Well, actually, yes. A new show of art “consists primarily of drawings and paintings on paper gathered during the early decades of the 20th century from asylums in Germany, Switzerland and Austria by doctors at the psychiatric clinic of the University of Heidelberg.” – New York Times

ROAD MAP FOR ART

The Detroit Institute of Arts has put up a flip chart next to a Barnett Newman painting. The pages attempt to walk viewers through the painting explaining it. “People aren’t born knowing how to look at a work of art,” says Nancy Jones, DIA education director. “It’s a skill. We need to help all people have a viable experience and that’s a fairly new approach. The old approach used to be ‘Here it is. Good luck.’ ” – Detroit Free Press

YOU WIN SOME, YOU LOSE SOME

London’s Marlborough Gallery, convicted of defrauding the Mark Rothko estate in 1975 and accused last month of cheating the Francis Bacon estate, has also been fighting a legal battle over the estate of the German Dadaist Kurt Schwitters for the past two years. In 1998 a Norway court ruled against the gallery (to the tune of nearly $4 million to be paid to Schwitters’ family), but last month an Oslo appeals court reversed the decision. Now the family owes Marlborough $1.2 million in compensation. – New York Times

LOST AND FOUND

A growing number of stolen Chinese artifacts have been turning up in Japan, a trend Chinese archaeologists view “as a clear-cut example of a rampant global problem: the theft of cultural relics that are then given a false provenance and sold to private collectors and museums. The greatest number of such thefts occur in China, where farmers, construction workers and criminal gangs unearth thousands of relics, large and small, each year and quickly sell them to smugglers.” – New York Times

TUT TUT TATE

The newly renamed Tate Britain aims to re-present British art thematically.

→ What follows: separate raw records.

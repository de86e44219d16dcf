//! # WebSocket Protocol Messages
//!
//! Defines all message types exchanged between the agent, the relay server
//! and browser viewers. Messages are serialized as JSON text frames using
//! serde's internally-tagged representation (`"type": "..."` field).

use serde::{Deserialize, Serialize};

/// Placeholder embedded in the `url` field of a [`WsMessage::Session`] reply.
///
/// The server cannot know its own canonical public URL (it may sit behind a
/// reverse proxy), so it emits this literal token and the agent substitutes
/// the `--server` value it already knows before displaying the share URL.
pub const SERVER_URL_TOKEN: &str = "__SERVER__";

/// All possible WebSocket messages in the terminal-sharing protocol.
///
/// The `#[serde(tag = "type")]` attribute means each variant is serialized
/// as a JSON object with a `"type"` field whose value is the snake_case
/// variant name. For example, `WsMessage::Ping` serializes to
/// `{"type": "ping"}`.
///
/// Frames that fail to deserialize (malformed JSON, unknown `type`) are
/// ignored by every consumer; they are never a fatal error.
#[derive(Debug, Serialize, Deserialize, Clone)]
#[serde(tag = "type", rename_all = "snake_case")]
pub enum WsMessage {
    // ── Registration ──────────────────────────────────────────────

    /// First frame on the agent channel. Carries the agent's hostname, the
    /// shell it will spawn, and the initial PTY dimensions. Missing fields
    /// fall back to defaults rather than rejecting the frame.
    Register {
        #[serde(default = "default_name")]
        name: String,
        #[serde(default = "default_shell")]
        shell: String,
        #[serde(default = "default_rows")]
        rows: u16,
        #[serde(default = "default_cols")]
        cols: u16,
    },

    /// Server's reply to `register`. `url` embeds [`SERVER_URL_TOKEN`];
    /// the agent substitutes it before showing the URL to the user.
    Session { sid: String, url: String },

    // ── Terminal I/O ──────────────────────────────────────────────

    /// PTY output, agent → server → viewers. UTF-8 text, lossy-decoded
    /// from the raw PTY bytes on the agent side.
    Output { data: String },

    /// Keystrokes, viewer → server → agent. Written verbatim to the PTY
    /// master.
    Input { data: String },

    /// Terminal dimensions, viewer → server → agent. The server also
    /// broadcasts refreshed `meta` to the session's viewers.
    Resize { rows: u16, cols: u16 },

    // ── Latency probe ─────────────────────────────────────────────

    /// Sent by a viewer; forwarded to the agent when reachable. Distinct
    /// from transport-level WebSocket keepalive: this measures the full
    /// viewer ↔ agent round trip.
    Ping,

    /// The agent's reply to `ping`, fanned out to viewers. The server
    /// synthesizes one directly when the agent is detached so viewer
    /// latency displays keep updating.
    Pong,

    // ── Session metadata ──────────────────────────────────────────

    /// Server → viewer snapshot of session metadata.
    Meta {
        name: String,
        viewers: usize,
        cols: u16,
        rows: u16,
    },

    /// Server → viewer notice that the agent went away.
    Disconnect { message: String },

    /// Server → viewer error (e.g. unknown session id), sent once before
    /// the server closes the channel.
    Error { message: String },
}

fn default_name() -> String {
    "unknown".to_string()
}

fn default_shell() -> String {
    "/bin/bash".to_string()
}

fn default_rows() -> u16 {
    50
}

fn default_cols() -> u16 {
    220
}
//! # REST API Endpoints
//!
//! Provides HTTP API endpoints for querying server state. The dashboard
//! polls `/api/sessions` to render the session list.

use crate::state::{AppState, SessionSummary};
use axum::{extract::State, Json};
use serde::Serialize;

/// Response body of `GET /api/sessions`.
#[derive(Serialize)]
pub struct SessionsResponse {
    pub sessions: Vec<SessionSummary>,
}

/// `GET /api/sessions` — Returns a snapshot of every known session,
/// including dead ones still inside their disconnect grace period.
pub async fn list_sessions(State(state): State<AppState>) -> Json<SessionsResponse> {
    let mut sessions = Vec::new();
    for sess in state.all_sessions() {
        sessions.push(sess.summary().await);
    }
    Json(SessionsResponse { sessions })
}
//! Portable PTY bridge: spawns the user's shell against a fresh
//! pseudo-terminal and exposes three handles — a writer for injected
//! keystrokes, a receiver of raw output chunks, and a resize sender.
//! Reads happen on a blocking thread because the PTY master is a plain
//! file descriptor; resizes run on their own thread so the master stays
//! owned in one place.

use anyhow::Result;
use portable_pty::{native_pty_system, CommandBuilder, PtySize};
use std::io::{Read, Write};
use std::sync::{self, Arc, Mutex};
use tokio::sync::mpsc;

/// Largest chunk handed to the async side per PTY read.
const READ_CHUNK_BYTES: usize = 8192;

/// Sender to request a PTY resize (rows, cols). Fed both by the server
/// loop (viewer-initiated resize) and the SIGWINCH handler.
pub type ResizeSender = sync::mpsc::Sender<(u16, u16)>;

/// A running shell behind a PTY. The writer takes injected input; the
/// child handle is kept so the process can be killed and reaped.
pub struct PtyShell {
    writer: Arc<Mutex<Box<dyn Write + Send>>>,
    child: Arc<Mutex<Box<dyn portable_pty::Child + Send + Sync>>>,
}

impl PtyShell {
    /// Write keystrokes to the PTY master.
    pub fn write_input(&self, data: &[u8]) -> std::io::Result<()> {
        let mut writer = self
            .writer
            .lock()
            .map_err(|_| std::io::Error::other("pty writer mutex poisoned"))?;
        writer.write_all(data)?;
        writer.flush()
    }

    /// Kill the shell and reap it so no zombie is left behind.
    pub fn shutdown(&self) {
        if let Ok(mut child) = self.child.lock() {
            let _ = child.kill();
            let _ = child.wait();
        }
    }
}

/// Spawn `shell` in a new PTY of the given size, with the environment a
/// modern terminal emulator expects. Returns the shell handle, the
/// output chunk receiver, and the resize sender.
pub fn spawn_shell(
    shell: &str,
    rows: u16,
    cols: u16,
) -> Result<(PtyShell, mpsc::Receiver<Vec<u8>>, ResizeSender)> {
    let pty_system = native_pty_system();
    let pair = pty_system.openpty(PtySize {
        rows,
        cols,
        pixel_width: 0,
        pixel_height: 0,
    })?;

    let mut cmd = CommandBuilder::new(shell);
    cmd.env("TERM", "xterm-256color");
    cmd.env("COLORTERM", "truecolor");
    let child = pair.slave.spawn_command(cmd)?;

    let mut reader = pair.master.try_clone_reader()?;
    let writer = pair.master.take_writer()?;
    let master = pair.master;

    let (tx, rx) = mpsc::channel::<Vec<u8>>(256);
    let (resize_tx, resize_rx) = sync::mpsc::channel::<(u16, u16)>();

    // Blocking thread: read PTY output and hand chunks to the async side.
    // EOF or EIO means the shell exited; the channel closing is the signal.
    std::thread::spawn(move || {
        let mut buf = [0u8; READ_CHUNK_BYTES];
        loop {
            match reader.read(&mut buf) {
                Ok(0) => break,
                Ok(n) => {
                    if tx.blocking_send(buf[..n].to_vec()).is_err() {
                        break;
                    }
                }
                Err(_) => break,
            }
        }
    });

    // Dedicated thread: apply resize requests to the master.
    std::thread::spawn(move || {
        while let Ok((rows, cols)) = resize_rx.recv() {
            let _ = master.resize(PtySize {
                rows,
                cols,
                pixel_width: 0,
                pixel_height: 0,
            });
        }
    });

    let handle = PtyShell {
        writer: Arc::new(Mutex::new(writer)),
        child: Arc::new(Mutex::new(child)),
    };
    Ok((handle, rx, resize_tx))
}

#[cfg(test)]
mod tests {
    use super::*;
    use std::time::Duration;

    #[tokio::test]
    async fn shell_echoes_injected_input() {
        let (shell, mut rx, _resize) =
            spawn_shell("/bin/sh", 24, 80).unwrap_or_else(|e| panic!("pty spawn failed: {e}"));

        shell
            .write_input(b"echo pty_round_$((40+2))\n")
            .unwrap_or_else(|e| panic!("pty write failed: {e}"));

        // Collect output until the expansion shows up; the raw echo of the
        // typed command would match a literal marker, hence the arithmetic.
        let mut seen = String::new();
        let found = tokio::time::timeout(Duration::from_secs(10), async {
            while let Some(chunk) = rx.recv().await {
                seen.push_str(&String::from_utf8_lossy(&chunk));
                if seen.contains("pty_round_42") {
                    return true;
                }
            }
            false
        })
        .await
        .unwrap_or(false);

        shell.shutdown();
        assert!(found, "expected echoed marker in PTY output, got: {seen:?}");
    }

    #[tokio::test]
    async fn shutdown_reaps_the_child() {
        let (shell, mut rx, _resize) =
            spawn_shell("/bin/sh", 24, 80).unwrap_or_else(|e| panic!("pty spawn failed: {e}"));
        shell.shutdown();

        // Once the child is gone the reader thread hits EOF and the
        // output channel closes.
        let closed = tokio::time::timeout(Duration::from_secs(10), async {
            while rx.recv().await.is_some() {}
            true
        })
        .await
        .unwrap_or(false);
        assert!(closed, "output channel never closed after shutdown");
    }
}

Does it work? “The Tate, it seems, has fallen into the hands of experts, not in art, but in marketing and presentation, and the pun in representing, worn thin already, is thrust home in every printing of the word as Representing – how much did they pay the wit who thought of that?” – London Evening Standard

DAMIEN DOESN’T JUST SHOCK

Of late, British corporations have been a little more adventurous with the art they hang on their walls. “Over the past 15 years the profile of contemporary art has become much higher because of the media coverage of Damien Hirst and exhibitions such as ‘Sensation.’ The consequence is that chief executives are opening up to new approaches.” – The Times (UK)

ART VS. RELIGION

Art and religion have a long history together. Russia’s Church of the Intercession is “the only intact example of 17th-century Moscow Baroque to have survived the ransacking of Napoleonic invaders and the desecrations of Stalin. It is a jewel of the Baroque, lovingly preserved by curators from the Rublev Museum. But President Vladimir Putin plans to restore the building to the Russian Orthodox Church, which is likely to return it to its original function as a parish church open to the public 12 hours a day. Art experts aghast at the prospect of a pious crush of stout, wet-coated babushki imperiling the fragile interior. So what to do? Defend and preserve it or use and lose it? – The Times (UK)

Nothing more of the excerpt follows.